Earlier this month, a survey of the world’s leading climate scientists found that almost 80 percent of respondents expect at least 2.5 degrees Celsius of global heating above pre-industrial levels this century, well above the targeted threshold of 1.5 degrees set in the Paris Agreement on climate change.

But climate change is not a problem of tomorrow: unprecedented heat, drought and floods in southern Africa and elsewhere are already highlighting the dangers to food production due to a changing climate.

Crop diversity – that can be saved in the form of seeds in genebanks, in addition to other methods – offers options so that plant breeders can develop new, more resilient and productive varieties that are nutritious and delicious, and adapted to local preferences, environments and challenges.

Genebanks in Armenia, Benin and Indonesia join the Seed Vault’s ranks of depositors for the first time thanks to the support provided by the Biodiversity for Opportunities, Livelihoods and Development (BOLD) project, a 10-year initiative launched in 2021. BOLD is funded by the Government of Norway to strengthen food and nutrition security worldwide through the conservation and use of crop diversity.

“Being a part of BOLD has been instrumental in advancing our conservation efforts,” says Standy Christianto, Program Manager of Indonesia’s Borneo Institute, which included rice varieties of great cultural significance to the Dayak people from Borneo among the 294 seed samples of rice, cowpea, eggplant and maize the NGO is backing up in the Seed Vault.

“[BOLD] has provided knowledge, resources, and networking opportunities that have strengthened our capabilities and impact in preserving genetic diversity for future generations​​,” he said.

Today’s opening comes just weeks after the announcement that two key figures involved in the creation of the Svalbard Global Seed Vault will receive the 2024 World Food Prize.

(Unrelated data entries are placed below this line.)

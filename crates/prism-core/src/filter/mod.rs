//! Filter engine: parametric adjustments and artistic effects.
//!
//! Filters are described as an ordered [`FilterPipeline`] of stages. A
//! request built from a preset and custom settings always yields the
//! preset's stages first and the custom stage last; callers that need a
//! different order build the pipeline themselves.

mod adjust;
mod artistic;
mod presets;

use image::DynamicImage;
use rand::rngs::StdRng;
use rand::{Rng, SeedableRng};
use serde::{Deserialize, Serialize};

use crate::config::FilterEngineConfig;
use crate::error::{ProcessError, ProcessResult};
use crate::math::toward;
use crate::pipeline::RasterImage;

pub use adjust::{apply_adjustments, ColorMatrix};
pub use artistic::{oil_painting, sketch, watercolor, ArtisticEffect};
pub use presets::{find_preset, presets, FilterPreset, PresetCategory};

/// Parametric filter settings.
///
/// Ranges: sepia 0-100, brightness/contrast/saturation 0-200 (100 is
/// neutral), hue -180 to 180 degrees, blur 0-20 px, sharpen 0-100,
/// vignette 0-100.
#[derive(Debug, Clone, Copy, PartialEq, Serialize, Deserialize)]
#[serde(default)]
pub struct FilterConfig {
    pub sepia: f32,
    pub brightness: f32,
    pub contrast: f32,
    pub saturation: f32,
    pub hue: f32,
    pub blur: f32,
    pub sharpen: f32,
    pub vignette: f32,
}

impl Default for FilterConfig {
    fn default() -> Self {
        Self {
            sepia: 0.0,
            brightness: 100.0,
            contrast: 100.0,
            saturation: 100.0,
            hue: 0.0,
            blur: 0.0,
            sharpen: 0.0,
            vignette: 0.0,
        }
    }
}

impl FilterConfig {
    fn ranges(&self) -> [(&'static str, f32, f32, f32); 8] {
        [
            ("sepia", self.sepia, 0.0, 100.0),
            ("brightness", self.brightness, 0.0, 200.0),
            ("contrast", self.contrast, 0.0, 200.0),
            ("saturation", self.saturation, 0.0, 200.0),
            ("hue", self.hue, -180.0, 180.0),
            ("blur", self.blur, 0.0, 20.0),
            ("sharpen", self.sharpen, 0.0, 100.0),
            ("vignette", self.vignette, 0.0, 100.0),
        ]
    }

    /// Check every parameter against its range.
    pub fn validate(&self) -> ProcessResult<()> {
        for (name, value, min, max) in self.ranges() {
            if !value.is_finite() || value < min || value > max {
                return Err(ProcessError::invalid_input(
                    "filter",
                    format!("{name} must be between {min} and {max} (got {value})"),
                ));
            }
        }
        Ok(())
    }

    /// Whether applying this config changes nothing.
    pub fn is_neutral(&self) -> bool {
        *self == Self::default()
    }

    /// Scale every parameter's distance from neutral by `intensity / 100`.
    pub fn scaled(&self, intensity: f32) -> Self {
        let t = (intensity / 100.0).clamp(0.0, 1.0);
        let n = Self::default();
        Self {
            sepia: toward(n.sepia, self.sepia, t),
            brightness: toward(n.brightness, self.brightness, t),
            contrast: toward(n.contrast, self.contrast, t),
            saturation: toward(n.saturation, self.saturation, t),
            hue: toward(n.hue, self.hue, t),
            blur: toward(n.blur, self.blur, t),
            sharpen: toward(n.sharpen, self.sharpen, t),
            vignette: toward(n.vignette, self.vignette, t),
        }
    }
}

/// One step of a filter pipeline. Intensity is 0-100.
#[derive(Debug, Clone, PartialEq, Serialize, Deserialize)]
#[serde(tag = "type", rename_all = "snake_case")]
pub enum FilterStage {
    Adjust { config: FilterConfig, intensity: f32 },
    Artistic { effect: ArtisticEffect, intensity: f32 },
}

/// Ordered list of filter stages.
#[derive(Debug, Clone, Default, PartialEq, Serialize, Deserialize)]
pub struct FilterPipeline {
    stages: Vec<FilterStage>,
}

impl FilterPipeline {
    pub fn new() -> Self {
        Self::default()
    }

    pub fn push(&mut self, stage: FilterStage) -> &mut Self {
        self.stages.push(stage);
        self
    }

    pub fn stages(&self) -> &[FilterStage] {
        &self.stages
    }

    pub fn is_empty(&self) -> bool {
        self.stages.is_empty()
    }

    /// Preset stages, then the custom adjustment, both at `intensity`.
    pub fn from_parts(preset: Option<&FilterPreset>, custom: Option<FilterConfig>, intensity: f32) -> Self {
        let mut pipeline = Self::new();
        if let Some(preset) = preset {
            if !preset.config.is_neutral() {
                pipeline.push(FilterStage::Adjust {
                    config: preset.config,
                    intensity,
                });
            }
            if let Some(effect) = preset.effect {
                pipeline.push(FilterStage::Artistic { effect, intensity });
            }
        }
        if let Some(config) = custom.filter(|c| !c.is_neutral()) {
            pipeline.push(FilterStage::Adjust { config, intensity });
        }
        pipeline
    }
}

/// A filter request as callers express it: a preset id and/or custom settings.
#[derive(Debug, Clone, PartialEq, Serialize, Deserialize)]
pub struct FilterRequest {
    pub preset: Option<String>,
    pub custom: Option<FilterConfig>,
    /// Overall strength, 0-100
    pub intensity: f32,
}

impl Default for FilterRequest {
    fn default() -> Self {
        Self {
            preset: None,
            custom: None,
            intensity: 100.0,
        }
    }
}

impl FilterRequest {
    /// Resolve the preset and validate the request into a pipeline.
    pub fn to_pipeline(&self) -> ProcessResult<FilterPipeline> {
        if !self.intensity.is_finite() || !(0.0..=100.0).contains(&self.intensity) {
            return Err(ProcessError::invalid_input(
                "filter",
                format!("intensity must be between 0 and 100 (got {})", self.intensity),
            ));
        }
        let preset = match &self.preset {
            Some(id) => Some(find_preset(id).ok_or_else(|| {
                ProcessError::invalid_input("filter", format!("unknown preset '{id}'"))
            })?),
            None => None,
        };
        if let Some(custom) = &self.custom {
            custom.validate()?;
        }
        Ok(FilterPipeline::from_parts(preset.as_ref(), self.custom, self.intensity))
    }
}

/// Runs filter pipelines over rasters.
pub struct FilterEngine {
    config: FilterEngineConfig,
}

impl FilterEngine {
    pub fn new(config: FilterEngineConfig) -> Self {
        Self { config }
    }

    /// Apply `pipeline`, seeding oil-painting jitter from config (or entropy).
    pub fn apply(&self, image: RasterImage, pipeline: &FilterPipeline) -> RasterImage {
        let mut rng = match self.config.oil_seed {
            Some(seed) => StdRng::seed_from_u64(seed),
            None => StdRng::from_entropy(),
        };
        self.apply_with_rng(image, pipeline, &mut rng)
    }

    /// Apply `pipeline` drawing all randomness from `rng`.
    pub fn apply_with_rng<R: Rng>(&self, image: RasterImage, pipeline: &FilterPipeline, rng: &mut R) -> RasterImage {
        if pipeline.is_empty() {
            return image;
        }
        let had_alpha = image.has_alpha();
        let mut buffer = image.pixels.to_rgba8();

        for stage in pipeline.stages() {
            let start = std::time::Instant::now();
            buffer = match stage {
                FilterStage::Adjust { config, intensity } => {
                    apply_adjustments(&buffer, &config.scaled(*intensity))
                }
                FilterStage::Artistic { effect, intensity } => match effect {
                    ArtisticEffect::OilPainting => {
                        oil_painting(&buffer, *intensity, self.config.oil_max_jitter, rng)
                    }
                    ArtisticEffect::Watercolor => {
                        watercolor(&buffer, *intensity, self.config.watercolor_saturation)
                    }
                    ArtisticEffect::Sketch => sketch(&buffer, *intensity),
                },
            };
            tracing::trace!("  Filter stage {:?} in {:?}", stage, start.elapsed());
        }

        let pixels = if had_alpha {
            DynamicImage::ImageRgba8(buffer)
        } else {
            DynamicImage::ImageRgb8(DynamicImage::ImageRgba8(buffer).to_rgb8())
        };
        image.with_pixels(pixels)
    }
}

#[cfg(test)]
mod tests {
    use super::*;
    use image::{ImageFormat, Rgb, RgbImage};

    fn raster() -> RasterImage {
        RasterImage::new(
            DynamicImage::ImageRgb8(RgbImage::from_fn(16, 12, |x, y| {
                Rgb([(x * 15) as u8, (y * 20) as u8, 128])
            })),
            ImageFormat::Png,
        )
    }

    #[test]
    fn test_scaled_moves_toward_neutral() {
        let config = FilterConfig {
            brightness: 150.0,
            sepia: 80.0,
            hue: -90.0,
            ..FilterConfig::default()
        };
        let half = config.scaled(50.0);
        assert_eq!(half.brightness, 125.0);
        assert_eq!(half.sepia, 40.0);
        assert_eq!(half.hue, -45.0);
        assert!(config.scaled(0.0).is_neutral());
        assert_eq!(config.scaled(100.0), config);
    }

    #[test]
    fn test_validate_ranges() {
        assert!(FilterConfig::default().validate().is_ok());
        let bad = FilterConfig {
            blur: 25.0,
            ..FilterConfig::default()
        };
        let err = bad.validate().unwrap_err();
        assert_eq!(err.kind(), "invalid_input");
        assert!(err.to_string().contains("blur"));
    }

    #[test]
    fn test_preset_stages_come_before_custom() {
        let custom = FilterConfig {
            contrast: 130.0,
            ..FilterConfig::default()
        };
        let request = FilterRequest {
            preset: Some("sketch".into()),
            custom: Some(custom),
            intensity: 60.0,
        };
        let pipeline = request.to_pipeline().unwrap();
        assert_eq!(
            pipeline.stages(),
            &[
                FilterStage::Artistic {
                    effect: ArtisticEffect::Sketch,
                    intensity: 60.0
                },
                FilterStage::Adjust {
                    config: custom,
                    intensity: 60.0
                },
            ]
        );
    }

    #[test]
    fn test_unknown_preset_is_invalid_input() {
        let request = FilterRequest {
            preset: Some("lomo-x".into()),
            ..FilterRequest::default()
        };
        assert_eq!(request.to_pipeline().unwrap_err().kind(), "invalid_input");
    }

    #[test]
    fn test_intensity_out_of_range() {
        let request = FilterRequest {
            preset: Some("sepia".into()),
            intensity: 140.0,
            ..FilterRequest::default()
        };
        assert!(request.to_pipeline().is_err());
    }

    #[test]
    fn test_empty_pipeline_returns_input() {
        let engine = FilterEngine::new(FilterEngineConfig::default());
        let image = raster();
        let out = engine.apply(image.clone(), &FilterPipeline::new());
        assert_eq!(out.pixels, image.pixels);
    }

    #[test]
    fn test_engine_keeps_color_type_and_size() {
        let engine = FilterEngine::new(FilterEngineConfig::default());
        let pipeline = FilterRequest {
            preset: Some("noir".into()),
            ..FilterRequest::default()
        }
        .to_pipeline()
        .unwrap();
        let out = engine.apply(raster(), &pipeline);
        assert_eq!((out.width, out.height), (16, 12));
        assert!(!out.has_alpha());
        let rgb = out.pixels.to_rgb8();
        for p in rgb.pixels() {
            assert!((p[0] as i32 - p[1] as i32).abs() <= 1);
        }
    }

    #[test]
    fn test_seeded_engine_is_reproducible() {
        let engine = FilterEngine::new(FilterEngineConfig {
            oil_seed: Some(42),
            ..FilterEngineConfig::default()
        });
        let mut pipeline = FilterPipeline::new();
        pipeline.push(FilterStage::Artistic {
            effect: ArtisticEffect::OilPainting,
            intensity: 80.0,
        });
        let a = engine.apply(raster(), &pipeline);
        let b = engine.apply(raster(), &pipeline);
        assert_eq!(a.pixels, b.pixels);
    }
}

On 9 May, the foundation that confers the award named Geoffrey Hawtin and Cary Fowler as this year’s laureates in recognition of “their extraordinary leadership in preserving and protecting the world’s heritage of crop biodiversity and mobilizing this critical resource to defend against threats to global food security.”

Before the Seed Vault first opened its frosty doors in 2008, Fowler chaired the Norwegian government’s committee—of which Hawtin was also a member—that assessed the feasibility of the proposed facility. Fowler then served for nine years as chair of the Seed Vault’s International Advisory Council. Meanwhile, Hawtin helped develop the technical, management and policy specifications for the Seed Vault, which were used by the Norwegian government in its construction and operation.

“The seeds that are in there are the history of agriculture,” Fowler said, according to the World Food Prize Foundation. “So, what they really represent is the experiences that our crops have had over twelve to fifteen thousand years.”